1999 - SpongeBob SquarePants emerges from the deep recesses of hell and delivers the message of Satan around the world, putting them under Satan's spell and possessing the Earth.
2000 - Douglas Adams predicts the Y3K problem. All computers and networks employing ternary logic are presumed at risk.
2001 - Hal and Dave finally make up their differences. Despite this, Hal still refuses to "open the pod bay doors" for Dave.
2002 - Jimmy Kensington is found out to still wet his bed, even though he's a Third-Grader.
2004 - George W. Bush is pinched and punched by Jeb Bush for it being the first day of the month.
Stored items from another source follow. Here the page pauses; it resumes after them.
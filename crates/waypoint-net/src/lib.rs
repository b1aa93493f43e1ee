//! # Waypoint Net
//!
//! Request and response snapshots plus the fetch capability the offline
//! worker runs on.
//!
//! ## Design Goals
//!
//! 1. **Owned snapshots**: responses carry their full body, so cloning one
//!    for the cache is cheap (`Bytes`) and never consumes the live response
//! 2. **Pluggable network**: strategies talk to a [`Fetcher`], never to
//!    reqwest directly
//! 3. **Browser-shaped metadata**: request mode and response type decide
//!    what may be cached

use std::fmt;
use std::sync::atomic::{AtomicU64, Ordering};
use std::time::Duration;

use bytes::Bytes;
use http::header::CONTENT_TYPE;
use http::{HeaderMap, HeaderName, HeaderValue, Method, StatusCode};
use serde_json::Value as JsonValue;
use thiserror::Error;
use url::Url;
use waypoint_core::OfflineError;

pub mod fetcher;

pub use fetcher::{Fetcher, HttpFetcher, LoaderConfig};

/// Errors that can occur in networking.
#[derive(Error, Debug)]
pub enum NetError {
    #[error("Request failed: {0}")]
    RequestFailed(String),

    #[error("Invalid URL: {0}")]
    InvalidUrl(String),

    #[error("Timeout after {0:?}")]
    Timeout(Duration),

    #[error("Network unreachable")]
    Offline,

    #[error("HTTP error: {0}")]
    HttpError(#[from] reqwest::Error),
}

impl From<NetError> for OfflineError {
    fn from(err: NetError) -> Self {
        OfflineError::network(err.to_string())
    }
}

/// Unique identifier for a request.
#[derive(Debug, Clone, Copy, PartialEq, Eq, Hash)]
pub struct RequestId(u64);

impl RequestId {
    pub fn new() -> Self {
        static COUNTER: AtomicU64 = AtomicU64::new(1);
        Self(COUNTER.fetch_add(1, Ordering::Relaxed))
    }

    pub fn raw(&self) -> u64 {
        self.0
    }
}

impl Default for RequestId {
    fn default() -> Self {
        Self::new()
    }
}

/// Request mode, as set by the page that issued the request.
#[derive(Debug, Clone, Copy, PartialEq, Eq, Default)]
pub enum RequestMode {
    /// Top-level page navigation.
    Navigate,
    /// Same-origin subresource.
    #[default]
    SameOrigin,
    /// Cross-origin request with CORS.
    Cors,
    /// Cross-origin request without CORS; yields an opaque response.
    NoCors,
}

/// HTTP request.
#[derive(Debug, Clone)]
pub struct Request {
    pub id: RequestId,
    pub url: Url,
    pub method: Method,
    pub headers: HeaderMap,
    pub body: Option<Bytes>,
    pub mode: RequestMode,
}

impl Request {
    /// Create a GET request.
    pub fn get(url: Url) -> Self {
        Self {
            id: RequestId::new(),
            url,
            method: Method::GET,
            headers: HeaderMap::new(),
            body: None,
            mode: RequestMode::SameOrigin,
        }
    }

    /// Create a page navigation.
    pub fn navigate(url: Url) -> Self {
        Self::get(url).mode(RequestMode::Navigate)
    }

    /// Create a POST request with a JSON body.
    pub fn post_json(url: Url, payload: &JsonValue) -> Result<Self, NetError> {
        let body =
            serde_json::to_vec(payload).map_err(|e| NetError::RequestFailed(e.to_string()))?;
        Ok(Self {
            id: RequestId::new(),
            url,
            method: Method::POST,
            headers: HeaderMap::new(),
            body: Some(Bytes::from(body)),
            mode: RequestMode::SameOrigin,
        }
        .header(CONTENT_TYPE, HeaderValue::from_static("application/json")))
    }

    /// Add a header.
    pub fn header(mut self, name: HeaderName, value: HeaderValue) -> Self {
        self.headers.insert(name, value);
        self
    }

    /// Set the request mode.
    pub fn mode(mut self, mode: RequestMode) -> Self {
        self.mode = mode;
        self
    }

    pub fn is_navigation(&self) -> bool {
        self.mode == RequestMode::Navigate
    }

    pub fn is_http(&self) -> bool {
        matches!(self.url.scheme(), "http" | "https")
    }
}

/// How much of a response the worker is allowed to see.
#[derive(Debug, Clone, Copy, PartialEq, Eq, Default)]
pub enum ResponseType {
    /// Same-origin response.
    #[default]
    Basic,
    /// Cross-origin response shared via CORS.
    Cors,
    /// Cross-origin response the worker cannot inspect.
    Opaque,
}

/// HTTP response snapshot.
#[derive(Clone)]
pub struct Response {
    pub url: Url,
    pub status: StatusCode,
    pub headers: HeaderMap,
    pub body: Bytes,
    pub response_type: ResponseType,
    /// Whether this came out of a cache instead of the network.
    pub from_cache: bool,
}

impl Response {
    pub fn new(url: Url, status: StatusCode, headers: HeaderMap, body: Bytes) -> Self {
        Self {
            url,
            status,
            headers,
            body,
            response_type: ResponseType::Basic,
            from_cache: false,
        }
    }

    /// Create an HTML document response.
    pub fn html(url: Url, body: impl Into<Bytes>) -> Self {
        let mut headers = HeaderMap::new();
        headers.insert(
            CONTENT_TYPE,
            HeaderValue::from_static("text/html; charset=utf-8"),
        );
        Self::new(url, StatusCode::OK, headers, body.into())
    }

    /// Check if request was successful (2xx).
    pub fn ok(&self) -> bool {
        self.status.is_success()
    }

    /// Only complete, inspectable 200 responses may be cached.
    pub fn is_cacheable(&self) -> bool {
        self.status == StatusCode::OK && self.response_type != ResponseType::Opaque
    }

    pub fn content_type(&self) -> Option<&str> {
        self.headers.get(CONTENT_TYPE).and_then(|v| v.to_str().ok())
    }

    /// Get the body as text.
    pub fn text(&self) -> Result<String, NetError> {
        String::from_utf8(self.body.to_vec()).map_err(|e| NetError::RequestFailed(e.to_string()))
    }

    /// Get the body as JSON.
    pub fn json<T: serde::de::DeserializeOwned>(&self) -> Result<T, NetError> {
        serde_json::from_slice(&self.body).map_err(|e| NetError::RequestFailed(e.to_string()))
    }
}

impl fmt::Debug for Response {
    fn fmt(&self, f: &mut fmt::Formatter<'_>) -> fmt::Result {
        f.debug_struct("Response")
            .field("url", &self.url.as_str())
            .field("status", &self.status)
            .field("response_type", &self.response_type)
            .field("from_cache", &self.from_cache)
            .field("body_len", &self.body.len())
            .finish()
    }
}

#[cfg(test)]
mod tests {
    use super::*;

    #[test]
    fn test_request_builder() {
        let url = Url::parse("https://learn.test/api/courses").unwrap();
        let request = Request::get(url.clone()).header(
            HeaderName::from_static("accept"),
            HeaderValue::from_static("application/json"),
        );

        assert_eq!(request.url, url);
        assert_eq!(request.method, Method::GET);
        assert!(request.headers.contains_key("accept"));
        assert!(!request.is_navigation());
    }

    #[test]
    fn test_post_json_sets_content_type() {
        let url = Url::parse("https://learn.test/api/progress").unwrap();
        let request = Request::post_json(url, &serde_json::json!({"lesson": "L1"})).unwrap();

        assert_eq!(request.method, Method::POST);
        assert_eq!(request.headers[CONTENT_TYPE], "application/json");
        assert_eq!(request.body.unwrap(), Bytes::from_static(br#"{"lesson":"L1"}"#));
    }

    #[test]
    fn test_request_id_uniqueness() {
        assert_ne!(RequestId::new(), RequestId::new());
    }

    #[test]
    fn test_is_http() {
        assert!(Request::get(Url::parse("https://learn.test/").unwrap()).is_http());
        assert!(!Request::get(Url::parse("chrome-extension://abc/x.js").unwrap()).is_http());
    }

    #[test]
    fn test_cacheability() {
        let url = Url::parse("https://cdn.test/font.woff2").unwrap();
        let mut response = Response::new(url, StatusCode::OK, HeaderMap::new(), Bytes::new());
        assert!(response.is_cacheable());

        response.response_type = ResponseType::Opaque;
        assert!(!response.is_cacheable());

        response.response_type = ResponseType::Cors;
        response.status = StatusCode::NOT_FOUND;
        assert!(!response.is_cacheable());
    }

    #[test]
    fn test_net_error_converts_to_network_failure() {
        let err: OfflineError = NetError::Offline.into();
        assert!(matches!(err, OfflineError::NetworkFailure(_)));
    }
}
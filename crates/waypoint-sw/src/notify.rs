//! Unread-notification polling.

use std::sync::atomic::{AtomicU64, Ordering};
use std::sync::Arc;

use async_trait::async_trait;
use serde::Deserialize;
use tracing::{debug, info, warn};
use url::Url;
use waypoint_core::{
    Notification, Notifier, OfflineResult, WorkerConfig, CHECK_NOTIFICATIONS_TAG,
};
use waypoint_net::{Fetcher, Request};

/// Body of the unread-count endpoint.
#[derive(Debug, Clone, PartialEq, Eq, Deserialize)]
#[serde(rename_all = "camelCase")]
pub struct UnreadSummary {
    pub unread_count: u64,
    #[serde(default)]
    pub latest_title: Option<String>,
}

fn notification_for(summary: &UnreadSummary) -> Notification {
    let title = summary
        .latest_title
        .clone()
        .unwrap_or_else(|| "New notifications".to_string());
    let body = match summary.unread_count {
        1 => "You have 1 unread notification".to_string(),
        n => format!("You have {} unread notifications", n),
    };
    Notification {
        title,
        body,
        tag: CHECK_NOTIFICATIONS_TAG.to_string(),
    }
}

/// A notifier that writes notifications to the log.
#[derive(Debug, Default)]
pub struct LogNotifier;

#[async_trait]
impl Notifier for LogNotifier {
    async fn show(&self, notification: Notification) -> OfflineResult<()> {
        info!(title = %notification.title, body = %notification.body, "Notification");
        Ok(())
    }
}

/// Polls the unread count and shows at most one notification per poll.
pub struct NotificationDispatcher {
    fetcher: Arc<dyn Fetcher>,
    notifier: Arc<dyn Notifier>,
    endpoint: Url,
    previous: AtomicU64,
}

impl NotificationDispatcher {
    pub fn new(
        fetcher: Arc<dyn Fetcher>,
        notifier: Arc<dyn Notifier>,
        config: &WorkerConfig,
    ) -> OfflineResult<Self> {
        Ok(Self {
            fetcher,
            notifier,
            endpoint: config.resolve(&config.notifications_endpoint)?,
            previous: AtomicU64::new(0),
        })
    }

    /// Count seen by the last successful poll.
    pub fn previous_count(&self) -> u64 {
        self.previous.load(Ordering::SeqCst)
    }

    /// Forget the last count, so the next non-zero poll notifies.
    pub fn reset(&self) {
        self.previous.store(0, Ordering::SeqCst);
    }

    /// Poll once. Returns the notification shown, if any.
    ///
    /// Failures are logged and otherwise ignored; the previous count only
    /// moves on a successful poll.
    pub async fn poll(&self) -> Option<Notification> {
        let summary = self.fetch_summary().await?;
        let previous = self.previous.swap(summary.unread_count, Ordering::SeqCst);

        if summary.unread_count <= previous {
            debug!(unread = summary.unread_count, previous, "No new notifications");
            return None;
        }

        let notification = notification_for(&summary);
        if let Err(e) = self.notifier.show(notification.clone()).await {
            warn!(error = %e, "Failed to show notification");
            return None;
        }
        info!(unread = summary.unread_count, previous, "Notification shown");
        Some(notification)
    }

    async fn fetch_summary(&self) -> Option<UnreadSummary> {
        let response = match self.fetcher.fetch(Request::get(self.endpoint.clone())).await {
            Ok(response) => response,
            Err(e) => {
                debug!(error = %e, "Notification poll failed");
                return None;
            }
        };
        if !response.ok() {
            debug!(status = %response.status, "Notification poll rejected");
            return None;
        }
        match response.json::<UnreadSummary>() {
            Ok(summary) => Some(summary),
            Err(e) => {
                warn!(error = %e, "Malformed unread summary");
                None
            }
        }
    }
}

#[cfg(test)]
mod tests {
    use super::*;
    use waypoint_test::{reply, RecordingNotifier, ScriptedFetcher};
    use std::sync::Mutex;

    fn dispatcher(
        counts: Arc<Mutex<u64>>,
    ) -> (NotificationDispatcher, Arc<RecordingNotifier>, Arc<ScriptedFetcher>) {
        let fetcher = Arc::new(ScriptedFetcher::new(move |request| {
            let n = *counts.lock().unwrap();
            let body = format!(r#"{{"unreadCount": {n}, "latestTitle": "Quiz graded"}}"#);
            Ok(reply(request, 200, body))
        }));
        let notifier = Arc::new(RecordingNotifier::new());
        let config = WorkerConfig {
            origin: Url::parse("https://learn.test/").unwrap(),
            ..WorkerConfig::default()
        };
        let dispatcher = NotificationDispatcher::new(fetcher.clone(), notifier.clone(), &config).unwrap();
        (dispatcher, notifier, fetcher)
    }

    #[test]
    fn test_summary_parsing() {
        let summary: UnreadSummary = serde_json::from_str(r#"{"unreadCount": 4}"#).unwrap();
        assert_eq!(summary.unread_count, 4);
        assert_eq!(summary.latest_title, None);
    }

    #[tokio::test]
    async fn test_one_notification_per_poll() {
        let counts = Arc::new(Mutex::new(5));
        let (dispatcher, notifier, fetcher) = dispatcher(counts.clone());

        let shown = dispatcher.poll().await.unwrap();
        assert_eq!(shown.title, "Quiz graded");
        assert_eq!(shown.body, "You have 5 unread notifications");
        assert_eq!(notifier.shown().len(), 1);
        assert_eq!(
            fetcher.requests()[0].url.as_str(),
            "https://learn.test/api/notifications/unread-count"
        );

        // Same count: nothing new.
        assert!(dispatcher.poll().await.is_none());

        *counts.lock().unwrap() = 9;
        assert!(dispatcher.poll().await.is_some());
        assert_eq!(notifier.shown().len(), 2);
    }

    #[tokio::test]
    async fn test_count_going_down_is_tracked() {
        let counts = Arc::new(Mutex::new(3));
        let (dispatcher, notifier, _) = dispatcher(counts.clone());

        dispatcher.poll().await;
        *counts.lock().unwrap() = 1;
        assert!(dispatcher.poll().await.is_none());
        assert_eq!(dispatcher.previous_count(), 1);

        *counts.lock().unwrap() = 2;
        assert!(dispatcher.poll().await.is_some());
        assert_eq!(notifier.shown().len(), 2);
    }

    #[tokio::test]
    async fn test_reset_rearms_notification() {
        let counts = Arc::new(Mutex::new(2));
        let (dispatcher, notifier, _) = dispatcher(counts);

        dispatcher.poll().await;
        dispatcher.reset();
        assert_eq!(dispatcher.previous_count(), 0);
        dispatcher.poll().await;

        assert_eq!(notifier.shown().len(), 2);
    }

    #[tokio::test]
    async fn test_failed_poll_keeps_previous_count() {
        let counts = Arc::new(Mutex::new(2));
        let (dispatcher, notifier, fetcher) = dispatcher(counts);

        dispatcher.poll().await;
        fetcher.set_offline(true);
        assert!(dispatcher.poll().await.is_none());
        assert_eq!(dispatcher.previous_count(), 2);
        assert_eq!(notifier.shown().len(), 1);
    }
}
George ran away to his dad, George H. W. Bush, who proceeded to spank them both.
2008 - What the fuck?
2009 - Dom has two big tests, is getting moved up English classes to where the bullies are and is getting let out late of class.
2011 - Bin Laden officially loses hide and seek.
2012 - Dogs deemed 'unfit for purpose' by God inc. Replaced by alligators.
2020 - A future predicting device is found, police rewarding $1,000,000 to the lucky person who finds the own...Ah shit!